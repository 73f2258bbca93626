use std::path::PathBuf;

use thiserror::Error;

#[derive(Debug, Error)]
pub enum PrerollError {
    #[error("Configuration error: {0}")]
    ConfigInvalid(String),

    #[error("Camera '{id}' unreachable: {reason}")]
    CameraUnreachable { id: String, reason: String },

    #[error("Encoder exited for camera '{id}': {reason}")]
    EncoderExited { id: String, reason: String },

    #[error("Segment missing: {0}")]
    SegmentMissing(PathBuf),

    #[error("Insufficient buffer for camera '{id}': {available:.1}s covered, {requested}s requested")]
    InsufficientBuffer {
        id: String,
        available: f64,
        requested: u64,
    },

    #[error("Timed out: {0}")]
    Timeout(String),

    #[error("Storage pressure: {0}")]
    StoragePressure(String),

    #[error("I/O error: {0}")]
    Io(#[from] std::io::Error),

    #[error("Internal error: {0}")]
    Internal(String),
}

pub type Result<T> = std::result::Result<T, PrerollError>;
//! Buffer index — per-camera ordered sequences of segment descriptors.
//!
//! One writer per camera (the owning capture worker) appends; readers take
//! copy-on-read snapshots. The retention window is enforced on append:
//! oldest segments are evicted (file unlinked first, descriptor removed
//! under the same write lock) until the covered duration is back inside
//! `BUFFER_SECONDS`.

use std::collections::HashMap;
use std::path::PathBuf;
use std::sync::Arc;

use chrono::{DateTime, Duration, Utc};
use parking_lot::RwLock;
use serde::Serialize;
use tracing::{debug, info, warn};

use crate::store::SegmentStore;

/// Descriptor of one closed, on-disk segment.
#[derive(Debug, Clone)]
pub struct Segment {
    pub camera_id: String,
    /// Wall-clock start, aligned to a multiple of the segment duration.
    pub start_time: DateTime<Utc>,
    pub duration: Duration,
    pub path: PathBuf,
    pub size_bytes: u64,
    pub created_at: DateTime<Utc>,
}

impl Segment {
    pub fn end_time(&self) -> DateTime<Utc> {
        self.start_time + self.duration
    }
}

/// Aggregate per-camera statistics for status reporting.
#[derive(Debug, Clone, Serialize)]
pub struct CameraBufferStatus {
    pub camera_id: String,
    pub segments: usize,
    pub covered_seconds: f64,
    /// Age of the newest segment's end, seconds. `None` until the first append.
    pub newest_age_seconds: Option<f64>,
    pub total_bytes: u64,
}

/// In-process registry mapping camera → ordered segment sequence.
pub struct BufferIndex {
    store: Arc<SegmentStore>,
    buffers: RwLock<HashMap<String, Vec<Segment>>>,
    buffer_seconds: u64,
    chunk_duration: u64,
}

impl BufferIndex {
    pub fn new(store: Arc<SegmentStore>, buffer_seconds: u64, chunk_duration: u64) -> Self {
        BufferIndex {
            store,
            buffers: RwLock::new(HashMap::new()),
            buffer_seconds,
            chunk_duration,
        }
    }

    /// Pre-register a camera so status reports list it before the first segment.
    pub fn register_camera(&self, camera_id: &str) {
        self.buffers
            .write()
            .entry(camera_id.to_string())
            .or_default();
    }

    /// Append a newly closed segment and enforce the retention window.
    ///
    /// Called by the owning capture worker only. Returns the number of
    /// segments evicted to restore the window.
    pub fn append(&self, segment: Segment) -> usize {
        let mut buffers = self.buffers.write();
        let seq = buffers.entry(segment.camera_id.clone()).or_default();

        if let Some(last) = seq.last() {
            if segment.start_time < last.start_time {
                warn!(
                    camera = segment.camera_id,
                    start = %segment.start_time,
                    newest = %last.start_time,
                    "Dropping segment older than newest (clock slew?)"
                );
                let _ = self.store.delete(&segment.path);
                return 0;
            }
            if segment.start_time == last.start_time {
                debug!(
                    camera = segment.camera_id,
                    start = %segment.start_time,
                    "Duplicate segment start, retaining newer"
                );
                seq.pop();
            }
        }

        if segment.duration.num_seconds() > 2 * self.chunk_duration as i64 {
            warn!(
                camera = segment.camera_id,
                start = %segment.start_time,
                duration_s = segment.duration.num_seconds(),
                "Oversized segment accepted"
            );
        }

        seq.push(segment);

        // Evict oldest until the covered duration is back inside the window.
        let window = Duration::seconds(self.buffer_seconds as i64);
        let mut evicted = 0;
        while covered(seq) > window && seq.len() > 1 {
            let oldest = seq.remove(0);
            let _ = self.store.delete(&oldest.path);
            evicted += 1;
            debug!(
                camera = oldest.camera_id,
                start = %oldest.start_time,
                "Segment evicted (retention window)"
            );
        }
        evicted
    }

    /// Immutable view of a camera's current sequence.
    ///
    /// Eviction after the snapshot may unlink files the view still names;
    /// readers must treat a missing file as a recoverable skip.
    pub fn snapshot(&self, camera_id: &str) -> Vec<Segment> {
        self.buffers
            .read()
            .get(camera_id)
            .cloned()
            .unwrap_or_default()
    }

    /// Drop a camera's oldest segment regardless of the retention window.
    /// Used by the supervisor under storage pressure.
    pub fn evict_oldest(&self, camera_id: &str) -> Option<Segment> {
        let mut buffers = self.buffers.write();
        let seq = buffers.get_mut(camera_id)?;
        if seq.is_empty() {
            return None;
        }
        let oldest = seq.remove(0);
        let _ = self.store.delete(&oldest.path);
        info!(
            camera = camera_id,
            start = %oldest.start_time,
            "Segment evicted (storage pressure)"
        );
        Some(oldest)
    }

    /// Registered camera ids, sorted.
    pub fn cameras(&self) -> Vec<String> {
        let mut ids: Vec<String> = self.buffers.read().keys().cloned().collect();
        ids.sort();
        ids
    }

    /// Start of the newest segment for a camera, if any.
    pub fn newest_start(&self, camera_id: &str) -> Option<DateTime<Utc>> {
        self.buffers
            .read()
            .get(camera_id)
            .and_then(|seq| seq.last().map(|s| s.start_time))
    }

    /// Aggregate statistics across all cameras, sorted by camera id.
    pub fn status(&self) -> Vec<CameraBufferStatus> {
        let now = Utc::now();
        let buffers = self.buffers.read();
        let mut out: Vec<CameraBufferStatus> = buffers
            .iter()
            .map(|(id, seq)| CameraBufferStatus {
                camera_id: id.clone(),
                segments: seq.len(),
                covered_seconds: covered(seq).num_milliseconds() as f64 / 1000.0,
                newest_age_seconds: seq
                    .last()
                    .map(|s| (now - s.end_time()).num_milliseconds() as f64 / 1000.0),
                total_bytes: seq.iter().map(|s| s.size_bytes).sum(),
            })
            .collect();
        out.sort_by(|a, b| a.camera_id.cmp(&b.camera_id));
        out
    }
}

fn covered(seq: &[Segment]) -> Duration {
    seq.iter()
        .fold(Duration::zero(), |acc, s| acc + s.duration)
}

» EXERCISE BRIEF
Word for word, write out all of the data above.

» ANSWER FOR THE TASK
repository 73f2258bbca93626
use std::path::PathBuf;

use thiserror::Error;

#[derive(Debug, Error)]
pub enum PrerollError {
    #[error("Configuration error: {0}")]
    ConfigInvalid(String),

    #[error("Camera '{id}' unreachable: {reason}")]
    CameraUnreachable { id: String, reason: String },

    #[error("Encoder exited for camera '{id}': {reason}")]
    EncoderExited { id: String, reason: String },

    #[error("Segment missing: {0}")]
    SegmentMissing(PathBuf),

    #[error("Insufficient buffer for camera '{id}': {available:.1}s covered, {requested}s requested")]
    InsufficientBuffer {
        id: String,
        available: f64,
        requested: u64,
    },

    #[error("Timed out: {0}")]
    Timeout(String),

    #[error("Storage pressure: {0}")]
    StoragePressure(String),

    #[error("I/O error: {0}")]
    Io(#[from] std::io::Error),

    #[error("Internal error: {0}")]
    Internal(String),
}

pub type Result<T> = std::result::Result<T, PrerollError>;
//! Buffer index — per-camera ordered sequences of segment descriptors.
//!
//! One writer per camera (the owning capture worker) appends; readers take
//! copy-on-read snapshots. The retention window is enforced on append:
//! oldest segments are evicted (file unlinked first, descriptor removed
//! under the same write lock) until the covered duration is back inside
//! `BUFFER_SECONDS`.

use std::collections::HashMap;
use std::path::PathBuf;
use std::sync::Arc;

use chrono::{DateTime, Duration, Utc};
use parking_lot::RwLock;
use serde::Serialize;
use tracing::{debug, info, warn};

use crate::store::SegmentStore;

/// Descriptor of one closed, on-disk segment.
#[derive(Debug, Clone)]
pub struct Segment {
    pub camera_id: String,
    /// Wall-clock start, aligned to a multiple of the segment duration.
    pub start_time: DateTime<Utc>,
    pub duration: Duration,
    pub path: PathBuf,
    pub size_bytes: u64,
    pub created_at: DateTime<Utc>,
}

impl Segment {
    pub fn end_time(&self) -> DateTime<Utc> {
        self.start_time + self.duration
    }
}

/// Aggregate per-camera statistics for status reporting.
#[derive(Debug, Clone, Serialize)]
pub struct CameraBufferStatus {
    pub camera_id: String,
    pub segments: usize,
    pub covered_seconds: f64,
    /// Age of the newest segment's end, seconds. `None` until the first append.
    pub newest_age_seconds: Option<f64>,
    pub total_bytes: u64,
}

/// In-process registry mapping camera → ordered segment sequence.
pub struct BufferIndex {
    store: Arc<SegmentStore>,
    buffers: RwLock<HashMap<String, Vec<Segment>>>,
    buffer_seconds: u64,
    chunk_duration: u64,
}

impl BufferIndex {
    pub fn new(store: Arc<SegmentStore>, buffer_seconds: u64, chunk_duration: u64) -> Self {
        BufferIndex {
            store,
            buffers: RwLock::new(HashMap::new()),
            buffer_seconds,
            chunk_duration,
        }
    }

    /// Pre-register a camera so status reports list it before the first segment.
    pub fn register_camera(&self, camera_id: &str) {
        self.buffers
            .write()
            .entry(camera_id.to_string())
            .or_default();
    }

    /// Append a newly closed segment and enforce the retention window.
    ///
    /// Called by the owning capture worker only. Returns the number of
    /// segments evicted to restore the window.
    pub fn append(&self, segment: Segment) -> usize {
        let mut buffers = self.buffers.write();
        let seq = buffers.entry(segment.camera_id.clone()).or_default();

        if let Some(last) = seq.last() {
            if segment.start_time < last.start_time {
                warn!(
                    camera = segment.camera_id,
                    start = %segment.start_time,
                    newest = %last.start_time,
                    "Dropping segment older than newest (clock slew?)"
                );
                let _ = self.store.delete(&segment.path);
                return 0;
            }
            if segment.start_time == last.start_time {
                debug!(
                    camera = segment.camera_id,
                    start = %segment.start_time,
                    "Duplicate segment start, retaining newer"
                );
                seq.pop();
            }
        }

        if segment.duration.num_seconds() > 2 * self.chunk_duration as i64 {
            warn!(
                camera = segment.camera_id,
                start = %segment.start_time,
                duration_s = segment.duration.num_seconds(),
                "Oversized segment accepted"
            );
        }

        seq.push(segment);

        // Evict oldest until the covered duration is back inside the window.
        let window = Duration::seconds(self.buffer_seconds as i64);
        let mut evicted = 0;
        while covered(seq) > window && seq.len() > 1 {
            let oldest = seq.remove(0);
            let _ = self.store.delete(&oldest.path);
            evicted += 1;
            debug!(
                camera = oldest.camera_id,
                start = %oldest.start_time,
                "Segment evicted (retention window)"
            );
        }
        evicted
    }

    /// Immutable view of a camera's current sequence.
    ///
    /// Eviction after the snapshot may unlink files the view still names;
    /// readers must treat a missing file as a recoverable skip.
    pub fn snapshot(&self, camera_id: &str) -> Vec<Segment> {
        self.buffers
            .read()
            .get(camera_id)
            .cloned()
            .unwrap_or_default()
    }

    /// Drop a camera's oldest segment regardless of the retention window.
    /// Used by the supervisor under storage pressure.
    pub fn evict_oldest(&self, camera_id: &str) -> Option<Segment> {
        let mut buffers = self.buffers.write();
        let seq = buffers.get_mut(camera_id)?;
        if seq.is_empty() {
            return None;
        }
        let oldest = seq.remove(0);
        let _ = self.store.delete(&oldest.path);
        info!(
            camera = camera_id,
            start = %oldest.start_time,
            "Segment evicted (storage pressure)"
        );
        Some(oldest)
    }

    /// Registered camera ids, sorted.
    pub fn cameras(&self) -> Vec<String> {
        let mut ids: Vec<String> = self.buffers.read().keys().cloned().collect();
        ids.sort();
        ids
    }

    /// Start of the newest segment for a camera, if any.
    pub fn newest_start(&self, camera_id: &str) -> Option<DateTime<Utc>> {
        self.buffers
            .read()
            .get(camera_id)
            .and_then(|seq| seq.last().map(|s| s.start_time))
    }

    /// Aggregate statistics across all cameras, sorted by camera id.
    pub fn status(&self) -> Vec<CameraBufferStatus> {
        let now = Utc::now();
        let buffers = self.buffers.read();
        let mut out: Vec<CameraBufferStatus> = buffers
            .iter()
            .map(|(id, seq)| CameraBufferStatus {
                camera_id: id.clone(),
                segments: seq.len(),
                covered_seconds: covered(seq).num_milliseconds() as f64 / 1000.0,
                newest_age_seconds: seq
                    .last()
                    .map(|s| (now - s.end_time()).num_milliseconds() as f64 / 1000.0),
                total_bytes: seq.iter().map(|s| s.size_bytes).sum(),
            })
            .collect();
        out.sort_by(|a, b| a.camera_id.cmp(&b.camera_id));
        out
    }
}

fn covered(seq: &[Segment]) -> Duration {
    seq.iter()
        .fold(Duration::zero(), |acc, s| acc + s.duration)
}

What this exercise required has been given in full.